Records for the task:
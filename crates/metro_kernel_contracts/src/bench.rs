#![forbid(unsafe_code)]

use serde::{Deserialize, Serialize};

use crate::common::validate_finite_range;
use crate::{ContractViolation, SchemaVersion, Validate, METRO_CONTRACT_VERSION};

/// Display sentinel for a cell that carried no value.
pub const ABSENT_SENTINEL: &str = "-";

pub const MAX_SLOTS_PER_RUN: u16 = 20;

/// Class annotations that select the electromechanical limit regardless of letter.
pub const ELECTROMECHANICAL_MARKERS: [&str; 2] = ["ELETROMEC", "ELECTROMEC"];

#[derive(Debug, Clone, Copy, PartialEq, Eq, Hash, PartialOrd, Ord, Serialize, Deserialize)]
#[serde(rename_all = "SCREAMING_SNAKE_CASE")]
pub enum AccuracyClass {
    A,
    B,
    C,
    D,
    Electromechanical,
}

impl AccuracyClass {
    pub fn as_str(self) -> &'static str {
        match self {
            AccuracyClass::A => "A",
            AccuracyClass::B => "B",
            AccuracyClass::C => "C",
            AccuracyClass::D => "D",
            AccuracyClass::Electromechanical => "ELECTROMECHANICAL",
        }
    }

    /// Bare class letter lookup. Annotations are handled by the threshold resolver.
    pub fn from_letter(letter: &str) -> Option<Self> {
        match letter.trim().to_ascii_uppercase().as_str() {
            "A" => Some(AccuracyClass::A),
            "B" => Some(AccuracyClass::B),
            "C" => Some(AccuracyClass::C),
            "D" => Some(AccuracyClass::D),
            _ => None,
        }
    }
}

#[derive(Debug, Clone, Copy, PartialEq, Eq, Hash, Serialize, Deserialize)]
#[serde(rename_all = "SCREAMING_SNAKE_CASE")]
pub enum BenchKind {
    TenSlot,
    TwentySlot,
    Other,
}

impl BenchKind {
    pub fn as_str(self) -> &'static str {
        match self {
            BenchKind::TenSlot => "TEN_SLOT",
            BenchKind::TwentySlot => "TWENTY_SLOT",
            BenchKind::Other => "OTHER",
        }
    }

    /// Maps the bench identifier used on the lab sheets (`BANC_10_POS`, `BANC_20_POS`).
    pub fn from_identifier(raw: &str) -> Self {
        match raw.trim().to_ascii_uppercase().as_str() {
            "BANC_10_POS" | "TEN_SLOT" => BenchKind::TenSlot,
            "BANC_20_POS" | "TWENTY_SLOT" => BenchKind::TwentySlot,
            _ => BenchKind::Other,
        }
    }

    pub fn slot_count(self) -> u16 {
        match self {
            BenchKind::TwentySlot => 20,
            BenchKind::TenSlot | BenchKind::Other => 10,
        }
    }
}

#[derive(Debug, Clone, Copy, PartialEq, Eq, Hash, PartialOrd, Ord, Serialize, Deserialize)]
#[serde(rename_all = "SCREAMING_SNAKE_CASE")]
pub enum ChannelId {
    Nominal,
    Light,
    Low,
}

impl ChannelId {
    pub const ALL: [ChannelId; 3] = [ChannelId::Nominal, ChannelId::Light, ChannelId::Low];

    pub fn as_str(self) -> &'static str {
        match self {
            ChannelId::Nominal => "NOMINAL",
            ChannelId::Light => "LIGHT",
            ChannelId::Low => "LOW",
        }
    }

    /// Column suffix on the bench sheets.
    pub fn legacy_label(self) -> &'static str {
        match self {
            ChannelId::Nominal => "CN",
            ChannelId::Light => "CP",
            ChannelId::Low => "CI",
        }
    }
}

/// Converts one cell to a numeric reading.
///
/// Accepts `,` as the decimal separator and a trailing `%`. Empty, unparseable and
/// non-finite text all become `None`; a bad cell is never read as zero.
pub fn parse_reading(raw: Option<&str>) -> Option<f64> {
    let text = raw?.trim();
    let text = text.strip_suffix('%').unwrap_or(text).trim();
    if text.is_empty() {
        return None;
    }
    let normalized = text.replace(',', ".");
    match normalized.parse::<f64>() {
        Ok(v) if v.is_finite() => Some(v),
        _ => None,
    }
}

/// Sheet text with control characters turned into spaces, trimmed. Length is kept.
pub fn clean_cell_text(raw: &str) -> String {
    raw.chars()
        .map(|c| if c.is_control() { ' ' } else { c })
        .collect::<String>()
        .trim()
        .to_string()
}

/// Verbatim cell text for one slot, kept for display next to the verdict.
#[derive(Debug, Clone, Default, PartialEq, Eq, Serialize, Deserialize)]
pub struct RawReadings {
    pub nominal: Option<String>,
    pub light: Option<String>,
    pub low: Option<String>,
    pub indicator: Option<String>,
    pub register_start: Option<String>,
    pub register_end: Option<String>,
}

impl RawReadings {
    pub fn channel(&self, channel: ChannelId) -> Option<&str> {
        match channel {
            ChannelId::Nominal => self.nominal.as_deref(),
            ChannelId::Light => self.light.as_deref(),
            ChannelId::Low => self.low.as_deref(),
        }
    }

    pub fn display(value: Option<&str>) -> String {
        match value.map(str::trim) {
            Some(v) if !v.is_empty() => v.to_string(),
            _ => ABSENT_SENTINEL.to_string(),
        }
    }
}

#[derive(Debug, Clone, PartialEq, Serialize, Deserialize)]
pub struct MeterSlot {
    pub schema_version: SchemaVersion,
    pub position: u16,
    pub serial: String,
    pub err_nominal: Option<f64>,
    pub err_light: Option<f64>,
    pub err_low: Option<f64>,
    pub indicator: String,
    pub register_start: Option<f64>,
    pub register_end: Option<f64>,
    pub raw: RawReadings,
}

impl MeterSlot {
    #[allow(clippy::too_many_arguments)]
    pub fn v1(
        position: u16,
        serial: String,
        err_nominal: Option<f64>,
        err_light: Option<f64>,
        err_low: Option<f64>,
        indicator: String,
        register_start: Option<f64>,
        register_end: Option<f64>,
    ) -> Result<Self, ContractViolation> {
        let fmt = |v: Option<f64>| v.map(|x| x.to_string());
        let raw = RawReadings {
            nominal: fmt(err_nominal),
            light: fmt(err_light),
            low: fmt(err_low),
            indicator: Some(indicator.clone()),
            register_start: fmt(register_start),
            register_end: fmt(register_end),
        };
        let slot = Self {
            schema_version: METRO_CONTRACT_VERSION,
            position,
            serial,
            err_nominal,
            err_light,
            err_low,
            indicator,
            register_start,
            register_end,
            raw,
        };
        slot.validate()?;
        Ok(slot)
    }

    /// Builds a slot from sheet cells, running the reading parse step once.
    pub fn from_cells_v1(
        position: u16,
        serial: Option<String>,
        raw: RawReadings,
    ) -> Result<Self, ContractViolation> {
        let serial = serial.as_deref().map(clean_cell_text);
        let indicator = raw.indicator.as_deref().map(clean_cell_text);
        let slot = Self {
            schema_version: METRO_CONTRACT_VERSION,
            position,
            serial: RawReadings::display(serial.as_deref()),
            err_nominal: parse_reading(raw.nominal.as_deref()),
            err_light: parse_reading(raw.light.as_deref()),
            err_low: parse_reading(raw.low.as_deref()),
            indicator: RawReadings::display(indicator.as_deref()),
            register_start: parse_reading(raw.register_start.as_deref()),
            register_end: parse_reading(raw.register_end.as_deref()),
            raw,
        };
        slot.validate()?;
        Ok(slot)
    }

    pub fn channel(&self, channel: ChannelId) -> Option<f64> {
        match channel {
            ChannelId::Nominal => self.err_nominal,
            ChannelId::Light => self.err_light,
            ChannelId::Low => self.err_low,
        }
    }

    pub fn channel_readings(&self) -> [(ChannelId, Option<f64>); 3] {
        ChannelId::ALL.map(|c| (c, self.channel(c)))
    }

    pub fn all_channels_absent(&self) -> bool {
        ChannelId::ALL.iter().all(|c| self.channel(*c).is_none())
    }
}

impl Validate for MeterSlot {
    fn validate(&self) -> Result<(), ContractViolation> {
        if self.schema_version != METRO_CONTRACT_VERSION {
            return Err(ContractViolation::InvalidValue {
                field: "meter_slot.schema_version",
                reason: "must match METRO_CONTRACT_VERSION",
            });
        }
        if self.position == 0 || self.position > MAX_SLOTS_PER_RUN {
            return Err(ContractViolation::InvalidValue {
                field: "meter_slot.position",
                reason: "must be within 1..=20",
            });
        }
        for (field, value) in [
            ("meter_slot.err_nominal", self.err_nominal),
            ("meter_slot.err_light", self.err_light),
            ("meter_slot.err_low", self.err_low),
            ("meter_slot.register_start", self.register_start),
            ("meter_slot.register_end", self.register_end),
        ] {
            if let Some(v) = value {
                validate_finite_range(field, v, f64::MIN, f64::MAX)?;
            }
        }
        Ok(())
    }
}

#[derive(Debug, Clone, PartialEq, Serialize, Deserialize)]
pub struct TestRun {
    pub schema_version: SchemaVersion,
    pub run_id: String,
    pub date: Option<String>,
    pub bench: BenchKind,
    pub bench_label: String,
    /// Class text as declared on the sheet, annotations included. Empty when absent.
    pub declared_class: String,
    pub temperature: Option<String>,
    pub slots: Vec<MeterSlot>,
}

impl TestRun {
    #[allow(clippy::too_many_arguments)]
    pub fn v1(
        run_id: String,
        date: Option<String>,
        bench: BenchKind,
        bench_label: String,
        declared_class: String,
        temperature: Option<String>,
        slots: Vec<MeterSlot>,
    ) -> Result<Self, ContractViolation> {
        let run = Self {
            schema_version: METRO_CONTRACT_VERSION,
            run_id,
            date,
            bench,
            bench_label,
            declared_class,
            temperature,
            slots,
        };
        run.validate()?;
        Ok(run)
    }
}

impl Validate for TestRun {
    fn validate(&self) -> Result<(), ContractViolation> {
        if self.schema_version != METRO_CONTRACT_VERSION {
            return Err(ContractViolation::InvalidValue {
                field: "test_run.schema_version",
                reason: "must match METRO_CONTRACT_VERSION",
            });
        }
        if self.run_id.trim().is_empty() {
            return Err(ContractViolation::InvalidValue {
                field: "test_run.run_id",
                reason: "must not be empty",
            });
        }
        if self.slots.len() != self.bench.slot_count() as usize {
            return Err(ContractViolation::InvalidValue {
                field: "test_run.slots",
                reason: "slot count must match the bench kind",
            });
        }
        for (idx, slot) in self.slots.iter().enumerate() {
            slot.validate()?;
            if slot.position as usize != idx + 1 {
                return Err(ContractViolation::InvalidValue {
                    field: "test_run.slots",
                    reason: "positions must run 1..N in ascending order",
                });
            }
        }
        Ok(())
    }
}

==

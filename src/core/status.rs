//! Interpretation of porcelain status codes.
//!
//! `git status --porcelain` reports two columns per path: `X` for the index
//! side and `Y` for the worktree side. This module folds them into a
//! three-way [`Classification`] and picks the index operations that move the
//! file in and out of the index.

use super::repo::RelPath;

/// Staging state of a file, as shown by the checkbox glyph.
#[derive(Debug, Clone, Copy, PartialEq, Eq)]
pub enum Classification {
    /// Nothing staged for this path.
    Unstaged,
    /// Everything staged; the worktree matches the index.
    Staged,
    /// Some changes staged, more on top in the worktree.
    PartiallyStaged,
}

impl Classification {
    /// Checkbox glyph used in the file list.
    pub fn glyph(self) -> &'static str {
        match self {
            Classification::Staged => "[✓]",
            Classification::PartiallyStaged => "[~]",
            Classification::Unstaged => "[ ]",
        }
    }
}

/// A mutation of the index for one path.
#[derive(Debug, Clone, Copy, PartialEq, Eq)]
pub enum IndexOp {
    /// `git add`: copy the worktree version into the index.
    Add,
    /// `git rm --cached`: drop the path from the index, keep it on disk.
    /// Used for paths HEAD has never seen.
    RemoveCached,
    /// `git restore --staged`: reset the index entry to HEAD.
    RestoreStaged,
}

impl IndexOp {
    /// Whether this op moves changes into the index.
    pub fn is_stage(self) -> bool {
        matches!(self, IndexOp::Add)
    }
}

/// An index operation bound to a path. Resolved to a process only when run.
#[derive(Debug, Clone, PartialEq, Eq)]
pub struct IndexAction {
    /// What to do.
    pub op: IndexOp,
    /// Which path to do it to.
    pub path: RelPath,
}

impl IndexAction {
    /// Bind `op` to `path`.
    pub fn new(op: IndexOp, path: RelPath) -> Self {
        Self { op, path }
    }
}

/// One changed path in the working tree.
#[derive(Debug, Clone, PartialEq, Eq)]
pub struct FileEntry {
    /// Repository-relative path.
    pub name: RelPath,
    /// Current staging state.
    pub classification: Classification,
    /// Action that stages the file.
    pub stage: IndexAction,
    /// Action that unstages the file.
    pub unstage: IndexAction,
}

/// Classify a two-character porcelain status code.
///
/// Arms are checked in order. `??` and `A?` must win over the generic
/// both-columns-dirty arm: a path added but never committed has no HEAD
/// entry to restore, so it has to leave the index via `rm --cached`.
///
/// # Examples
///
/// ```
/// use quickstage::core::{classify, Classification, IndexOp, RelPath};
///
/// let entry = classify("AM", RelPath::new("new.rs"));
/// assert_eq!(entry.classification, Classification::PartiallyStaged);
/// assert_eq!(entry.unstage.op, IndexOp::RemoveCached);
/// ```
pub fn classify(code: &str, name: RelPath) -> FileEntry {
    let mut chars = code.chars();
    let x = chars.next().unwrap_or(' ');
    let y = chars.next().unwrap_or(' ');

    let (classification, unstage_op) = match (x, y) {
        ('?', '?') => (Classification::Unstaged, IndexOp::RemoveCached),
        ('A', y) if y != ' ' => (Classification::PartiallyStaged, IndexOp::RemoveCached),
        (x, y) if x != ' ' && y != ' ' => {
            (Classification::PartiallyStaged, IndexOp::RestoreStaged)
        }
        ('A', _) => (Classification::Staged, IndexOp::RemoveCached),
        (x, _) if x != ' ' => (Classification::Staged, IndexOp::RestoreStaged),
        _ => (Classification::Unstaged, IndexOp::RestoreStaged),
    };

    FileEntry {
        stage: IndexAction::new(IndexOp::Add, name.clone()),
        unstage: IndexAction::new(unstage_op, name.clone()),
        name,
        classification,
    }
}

---

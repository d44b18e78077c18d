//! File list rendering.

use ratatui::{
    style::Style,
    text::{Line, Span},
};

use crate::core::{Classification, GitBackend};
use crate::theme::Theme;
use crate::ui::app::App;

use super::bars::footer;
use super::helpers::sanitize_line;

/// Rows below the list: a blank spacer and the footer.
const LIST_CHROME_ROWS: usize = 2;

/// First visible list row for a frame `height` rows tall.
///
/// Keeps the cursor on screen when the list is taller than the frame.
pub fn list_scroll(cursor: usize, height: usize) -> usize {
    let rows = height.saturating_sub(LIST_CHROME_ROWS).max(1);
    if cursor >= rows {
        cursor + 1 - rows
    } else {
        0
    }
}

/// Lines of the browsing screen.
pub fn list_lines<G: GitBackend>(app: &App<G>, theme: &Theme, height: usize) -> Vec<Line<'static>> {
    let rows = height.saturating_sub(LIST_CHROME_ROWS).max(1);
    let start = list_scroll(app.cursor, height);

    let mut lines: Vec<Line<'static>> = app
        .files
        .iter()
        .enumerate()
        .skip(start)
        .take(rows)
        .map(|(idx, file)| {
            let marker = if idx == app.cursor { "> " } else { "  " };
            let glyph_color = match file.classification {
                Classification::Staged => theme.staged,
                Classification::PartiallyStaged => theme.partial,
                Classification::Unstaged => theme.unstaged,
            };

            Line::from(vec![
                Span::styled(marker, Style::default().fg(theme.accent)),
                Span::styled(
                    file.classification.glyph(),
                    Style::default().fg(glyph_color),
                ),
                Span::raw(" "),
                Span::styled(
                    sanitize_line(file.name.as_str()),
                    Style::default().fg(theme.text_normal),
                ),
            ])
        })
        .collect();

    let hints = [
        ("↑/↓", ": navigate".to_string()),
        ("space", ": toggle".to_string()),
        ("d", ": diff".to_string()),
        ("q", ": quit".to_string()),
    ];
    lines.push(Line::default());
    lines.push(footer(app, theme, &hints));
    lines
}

Task objective:
Take every line in the preceding listing that contains "RemoveCached" and copy it.

Problem solution:
    RemoveCached,
/// assert_eq!(entry.unstage.op, IndexOp::RemoveCached);
        ('?', '?') => (Classification::Unstaged, IndexOp::RemoveCached),
        ('A', y) if y != ' ' => (Classification::PartiallyStaged, IndexOp::RemoveCached),
        ('A', _) => (Classification::Staged, IndexOp::RemoveCached),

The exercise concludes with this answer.